Revolutionizing systems-component design via advanced uncertainty quantification and reduced-order modeling (PI)

  • Goal: This project aims to enable rapid design evolution, concept exploration, and prototyping of complex system components while (1) ensuring designs satisfy all system-level requirements and (2) rigorously accounting for underlying uncertainties.
  • Sandia collaborators: Patrick Blonigan, John Tencer, Bradley Bon, Camron Proctor.
  • Research topics: nonlinear model reduction; uncertainty quantification; domain decomposition; component design
  • Funding source: Sandia National Laboratories’ Laboratory-Directed Research & Development.

Agile ‘Lego-like’ full-system design with domain-decomposition uncertainty quantification and reduced-order modeling (PI)

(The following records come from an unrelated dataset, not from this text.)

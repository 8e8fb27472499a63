use std::{
    cell::RefCell,
    io,
    os::fd::{AsRawFd, FromRawFd, OwnedFd, RawFd},
    sync::{
        Arc, Mutex, Weak,
        atomic::{AtomicBool, AtomicI64, Ordering},
    },
    thread::{self, ThreadId},
};

use once_cell::sync::OnceCell;
use tracing::{debug, error, info};

use crate::{
    channel::{Channel, EventMask},
    poller::{self, Poller},
    timestamp::Timestamp,
};

/// How long one poller wait may block before the loop comes up for air.
pub(crate) const POLL_TIME_MS: i32 = 10_000;

pub type Task = Box<dyn FnOnce() + Send + 'static>;

thread_local! {
    static LOOP_IN_THIS_THREAD: RefCell<Weak<EventLoop>> = const { RefCell::new(Weak::new()) };
}

fn create_event_fd() -> OwnedFd {
    let fd = unsafe { libc::eventfd(0, libc::EFD_NONBLOCK | libc::EFD_CLOEXEC) };
    if fd < 0 {
        panic!("couldn't create the wakeup eventfd: {}", io::Error::last_os_error());
    }
    unsafe { OwnedFd::from_raw_fd(fd) }
}

fn drain_wakeup(wakeup_fd: RawFd) {
    let mut counter: u64 = 0;
    let n = unsafe {
        libc::read(
            wakeup_fd,
            (&mut counter as *mut u64).cast::<libc::c_void>(),
            size_of::<u64>(),
        )
    };
    if n != size_of::<u64>() as isize {
        error!(bytes = n, "wakeup drain read an unexpected byte count");
    }
}

/// Per-thread reactor: one poller, the channels registered with it, and a
/// cross-thread task queue.
///
/// Exactly one loop may exist per OS thread, and everything loop-affine
/// (poller access, channel mutation, callback bodies) runs only on the
/// thread that constructed the loop. Other threads talk to the loop solely
/// through [`run_in_loop`](EventLoop::run_in_loop) /
/// [`queue_in_loop`](EventLoop::queue_in_loop); a private eventfd breaks the
/// poller wait early whenever work arrives from outside.
pub struct EventLoop {
    thread_id: ThreadId,
    looping: AtomicBool,
    quit: AtomicBool,
    calling_pending: AtomicBool,
    poll_return_time: AtomicI64,
    poller: Mutex<Box<dyn Poller>>,
    wakeup_fd: OwnedFd,
    wakeup_channel: OnceCell<Arc<Channel>>,
    pending_tasks: Mutex<Vec<Task>>,
}

impl EventLoop {
    /// Creates the loop for the calling thread.
    ///
    /// # Panics
    /// Panics if this thread already runs a loop, or if the poller or the
    /// wakeup fd cannot be created.
    pub fn new() -> Arc<EventLoop> {
        LOOP_IN_THIS_THREAD.with(|slot| {
            if slot.borrow().upgrade().is_some() {
                panic!("another event loop already exists on this thread");
            }
        });

        let event_loop = Arc::new(EventLoop {
            thread_id: thread::current().id(),
            looping: AtomicBool::new(false),
            quit: AtomicBool::new(false),
            calling_pending: AtomicBool::new(false),
            poll_return_time: AtomicI64::new(0),
            poller: Mutex::new(poller::new_default_poller()),
            wakeup_fd: create_event_fd(),
            wakeup_channel: OnceCell::new(),
            pending_tasks: Mutex::new(Vec::new()),
        });
        LOOP_IN_THIS_THREAD.with(|slot| *slot.borrow_mut() = Arc::downgrade(&event_loop));

        let wakeup_channel = Channel::new(&event_loop, event_loop.wakeup_fd.as_raw_fd());
        let wakeup_fd = event_loop.wakeup_fd.as_raw_fd();
        wakeup_channel.set_read_callback(move |_| drain_wakeup(wakeup_fd));
        wakeup_channel.enable_reading();
        event_loop
            .wakeup_channel
            .set(wakeup_channel)
            .unwrap_or_else(|_| unreachable!("wakeup channel installed twice"));

        debug!(thread = ?event_loop.thread_id, "event loop created");
        event_loop
    }

    /// Runs the reactor until [`quit`](EventLoop::quit): wait for readiness,
    /// dispatch every active channel, then drain the task queue.
    pub fn run(&self) {
        self.assert_in_loop_thread();
        self.looping.store(true, Ordering::Release);
        info!("event loop starts");

        let mut active_channels: Vec<Arc<Channel>> = Vec::new();
        while !self.quit.load(Ordering::Acquire) {
            active_channels.clear();
            let poll_return_time = self
                .poller
                .lock()
                .unwrap()
                .poll(POLL_TIME_MS, &mut active_channels);
            self.poll_return_time
                .store(poll_return_time.micros(), Ordering::Release);

            for channel in &active_channels {
                channel.handle_event(poll_return_time);
            }
            self.run_pending_tasks();
        }

        info!("event loop stops");
        self.looping.store(false, Ordering::Release);
    }

    /// Stops the loop at the end of its current iteration. Safe from any
    /// thread; an off-thread caller also wakes the loop so the flag is seen
    /// promptly.
    pub fn quit(&self) {
        self.quit.store(true, Ordering::Release);
        if !self.is_in_loop_thread() {
            self.wakeup();
        }
    }

    /// Runs `task` on the loop thread: inline when already there, queued
    /// otherwise.
    pub fn run_in_loop(&self, task: impl FnOnce() + Send + 'static) {
        if self.is_in_loop_thread() {
            task();
        } else {
            self.queue_in_loop(task);
        }
    }

    /// Appends `task` to the pending queue. Tasks run in FIFO order after
    /// the channel dispatches of an iteration; tasks queued while the queue
    /// drains run in the next iteration.
    pub fn queue_in_loop(&self, task: impl FnOnce() + Send + 'static) {
        self.pending_tasks.lock().unwrap().push(Box::new(task));
        if !self.is_in_loop_thread() || self.calling_pending.load(Ordering::Acquire) {
            self.wakeup();
        }
    }

    /// Breaks the poller wait by bumping the eventfd counter.
    pub fn wakeup(&self) {
        let one: u64 = 1;
        let n = unsafe {
            libc::write(
                self.wakeup_fd.as_raw_fd(),
                (&one as *const u64).cast::<libc::c_void>(),
                size_of::<u64>(),
            )
        };
        if n != size_of::<u64>() as isize {
            error!(bytes = n, "wakeup wrote an unexpected byte count");
        }
    }

    pub fn update_channel(&self, channel: &Arc<Channel>) {
        self.assert_in_loop_thread();
        self.poller.lock().unwrap().update_channel(channel);
    }

    pub fn remove_channel(&self, channel: &Arc<Channel>) {
        self.assert_in_loop_thread();
        self.poller.lock().unwrap().remove_channel(channel);
    }

    pub fn has_channel(&self, channel: &Arc<Channel>) -> bool {
        self.assert_in_loop_thread();
        self.poller.lock().unwrap().has_channel(channel)
    }

    #[inline]
    pub fn is_in_loop_thread(&self) -> bool {
        thread::current().id() == self.thread_id
    }

    /// Loop-affine entry points call this first; crossing threads here is a
    /// programming error, not a recoverable condition.
    pub fn assert_in_loop_thread(&self) {
        assert!(
            self.is_in_loop_thread(),
            "loop-affine call from the wrong thread"
        );
    }

    pub fn is_looping(&self) -> bool {
        self.looping.load(Ordering::Acquire)
    }

    /// Wallclock time at which the poller last woke up.
    pub fn poll_return_time(&self) -> Timestamp {
        Timestamp(self.poll_return_time.load(Ordering::Acquire))
    }

    fn run_pending_tasks(&self) {
        self.calling_pending.store(true, Ordering::Release);
        // swap the queue out so tasks can queue more tasks without
        // deadlocking on the mutex
        let tasks = std::mem::take(&mut *self.pending_tasks.lock().unwrap());
        for task in tasks {
            task();
        }
        self.calling_pending.store(false, Ordering::Release);
    }
}

impl Drop for EventLoop {
    fn drop(&mut self) {
        debug!(thread = ?self.thread_id, "event loop dropped");
        if let Some(wakeup_channel) = self.wakeup_channel.get() {
            wakeup_channel.set_interest(EventMask::empty());
            if let Ok(poller) = self.poller.get_mut() {
                poller.remove_channel(wakeup_channel);
            }
        }
    }
}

  • Goal: This project will enable agile uncertainty propagation for engineering systems while avoiding full-system meshing or deterministic solves. The approach comprises (1) precomputing a ‘component library’ consisting of a mesh, a high-fidelity discretization, and a reduced-order model for each component, (2) modeling the system as a network of components, and (3) rapidly propagating uncertainties throughout the system via domain-decomposition uncertainty quantification.
  • Sandia collaborators: John Tencer
  • Research topics: nonlinear model reduction; uncertainty quantification; domain decomposition; component design
  • Funding source: Sandia National Laboratories’ Laboratory-Directed Research & Development.